In this episode, Stephen shares the close calls (rocket attacks, a tunneled-in VC sapper team, a leopard outside the rehearsal door), the absurdity (a pet macaque named Colonel Spiker who got drunk in the Airmen's Club), and the quieter moments that stayed with him most — visiting the orphanage outside Pleiku with clothes his parents shipped from the States.
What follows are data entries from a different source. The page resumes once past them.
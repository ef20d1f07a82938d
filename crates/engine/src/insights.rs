//! Advisory insight rules over a computed metrics bundle.
//!
//! Rules are independent and emitted in a fixed order; only the two ROAS
//! rules exclude each other.

use crate::model::{CampaignMetrics, InsightSeverity, MarketingInsight};

const LOSING_ROAS: f64 = 1.0;
const THIN_MARGIN_ROAS: f64 = 2.0;
const LOW_CTR_PERCENT: f64 = 1.0;
const LOW_CR_PERCENT: f64 = 2.0;
const SCALE_UP_ROAS: f64 = 3.0;

pub fn insights(
    metrics: &CampaignMetrics,
    ctr: f64,
    cr: f64,
    avg_check: f64,
) -> Vec<MarketingInsight> {
    let mut out = Vec::new();

    if metrics.cpc > metrics.max_cpc {
        out.push(MarketingInsight::new(
            InsightSeverity::Critical,
            format!(
                "CPC ({:.2}) exceeds the break-even CPC ({:.2}). Every click costs more than it earns.",
                metrics.cpc, metrics.max_cpc
            ),
        ));
    }

    if metrics.roas < LOSING_ROAS {
        out.push(MarketingInsight::new(
            InsightSeverity::Critical,
            format!(
                "ROAS below 1.0x ({:.2}x): the campaign is losing money.",
                metrics.roas
            ),
        ));
    } else if metrics.roas < THIN_MARGIN_ROAS {
        out.push(MarketingInsight::new(
            InsightSeverity::Warning,
            format!(
                "ROAS between 1.0x and 2.0x ({:.2}x): margins are thin once other costs are included.",
                metrics.roas
            ),
        ));
    }

    // Informational in tone, reported as a warning.
    if ctr < LOW_CTR_PERCENT {
        out.push(MarketingInsight::new(
            InsightSeverity::Warning,
            "CTR below 1%: test new creatives or tighten targeting.",
        ));
    }

    if cr < LOW_CR_PERCENT {
        out.push(MarketingInsight::new(
            InsightSeverity::Info,
            "Conversion rate below 2%: landing page and offer optimization may pay off.",
        ));
    }

    if metrics.cpl > avg_check {
        out.push(MarketingInsight::new(
            InsightSeverity::Critical,
            format!(
                "Cost per lead ({:.2}) exceeds the average check ({:.2}): each lead costs more than it returns.",
                metrics.cpl, avg_check
            ),
        ));
    }

    if metrics.is_profitable() && metrics.roas >= SCALE_UP_ROAS {
        out.push(MarketingInsight::new(
            InsightSeverity::Positive,
            format!(
                "Strong ROAS of {:.2}x: consider scaling the budget.",
                metrics.roas
            ),
        ));
    }

    out
}

#[cfg(test)]
mod tests {
    use super::*;
    use crate::calculator::calculate;

    fn severities(list: &[MarketingInsight]) -> Vec<InsightSeverity> {
        list.iter().map(|i| i.severity).collect()
    }

    #[test]
    fn test_healthy_campaign_only_scales() {
        let m = calculate(10_000.0, 8.0, 2.5, 3.0, 150.0);
        let list = insights(&m, 2.5, 3.0, 150.0);
        assert_eq!(severities(&list), vec![InsightSeverity::Positive]);
        assert!(list[0].message.contains("14.0"));
    }

    #[test]
    fn test_losing_roas_excludes_thin_margin() {
        let m = CampaignMetrics {
            roas: 0.5,
            ..CampaignMetrics::zero()
        };
        let list = insights(&m, 2.5, 3.0, 150.0);
        assert!(list
            .iter()
            .any(|i| i.severity == InsightSeverity::Critical && i.message.contains("ROAS below 1.0x")));
        assert!(!list.iter().any(|i| i.message.contains("between 1.0x and 2.0x")));
    }

    #[test]
    fn test_thin_margin_warning() {
        let m = CampaignMetrics {
            roas: 1.5,
            profit: 10.0,
            ..CampaignMetrics::zero()
        };
        let list = insights(&m, 2.5, 3.0, 150.0);
        assert_eq!(severities(&list), vec![InsightSeverity::Warning]);
        assert!(list[0].message.contains("between 1.0x and 2.0x"));
    }

    #[test]
    fn test_all_warning_rules_fire_in_order() {
        // cpc 4.0 > max_cpc 1.5, roas 0.375, cpl 266.67 > 100
        let m = calculate(1_000.0, 20.0, 0.5, 1.5, 100.0);
        let list = insights(&m, 0.5, 1.5, 100.0);
        assert_eq!(
            severities(&list),
            vec![
                InsightSeverity::Critical,
                InsightSeverity::Critical,
                InsightSeverity::Warning,
                InsightSeverity::Info,
                InsightSeverity::Critical,
            ]
        );
        assert!(list[0].message.starts_with("CPC"));
        assert!(list[1].message.starts_with("ROAS below 1.0x"));
        assert!(list[2].message.starts_with("CTR below 1%"));
        assert!(list[4].message.starts_with("Cost per lead"));
    }

    #[test]
    fn test_profitable_below_three_does_not_scale() {
        let m = CampaignMetrics {
            roas: 2.5,
            profit: 100.0,
            ..CampaignMetrics::zero()
        };
        assert!(insights(&m, 2.0, 2.0, 150.0).is_empty());
    }

    #[test]
    fn test_scale_up_fires_at_exactly_three() {
        let m = CampaignMetrics {
            roas: 3.0,
            profit: 200.0,
            ..CampaignMetrics::zero()
        };
        let list = insights(&m, 2.0, 2.0, 150.0);
        assert_eq!(severities(&list), vec![InsightSeverity::Positive]);
        assert!(list[0].message.contains("3.00x"));
    }

    #[test]
    fn test_cpc_at_break_even_is_quiet() {
        let m = CampaignMetrics {
            cpc: 2.0,
            max_cpc: 2.0,
            cpl: 50.0,
            roas: 2.5,
            profit: 100.0,
            ..CampaignMetrics::zero()
        };
        assert!(insights(&m, 2.0, 2.0, 150.0).is_empty());

        let over = CampaignMetrics { cpc: 2.01, ..m };
        let list = insights(&over, 2.0, 2.0, 150.0);
        assert_eq!(severities(&list), vec![InsightSeverity::Critical]);
        assert!(list[0].message.starts_with("CPC"));
    }

    #[test]
    fn test_zero_metrics() {
        // cpc == max_cpc == 0, so the CPC rule stays quiet
        let list = insights(&CampaignMetrics::zero(), 0.0, 0.0, 0.0);
        assert_eq!(
            severities(&list),
            vec![
                InsightSeverity::Critical,
                InsightSeverity::Warning,
                InsightSeverity::Info,
            ]
        );
    }
}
He also talks honestly about coming home to Andrews Air Force Base, the PTSD no one was naming yet, getting robbed at gunpoint multiple times working nights at a 7-Eleven, and how a Washington Post want ad eventually led him to a 50-year career as a master violin maker in Laguna Beach.


CHAPTERS

00:30 Growing up — Navy dad, Boonville to Florida to DC 

07:00 The draft notice

08:30 Basic training at Lackland — getting punched, losing a spleen 

12:00 Munitions school in Denver and meeting Tom Glenn 

14:00 Learning to load bombs, fuse rockets, and mix napalm 

20:00 Arriving in Pleiku — Central Highlands, Fifth Special Forces, MIKE Force 

26:00 First rocket attack and the bunker in the tall grass 

38:00 Forming the New Generations Band 

50:00 Pleiku City, the Montagnards, and the orphanage 

58:00 Going AWOL to play Camp Holloway and Engineer Hill 

1:08:00 Flat tire on the way back from a gig 

1:11:00 The colonel who saved the band from being broken up 

1:20:00 Two GIs straight out of the field singing "Hold On, I'm Comin'" 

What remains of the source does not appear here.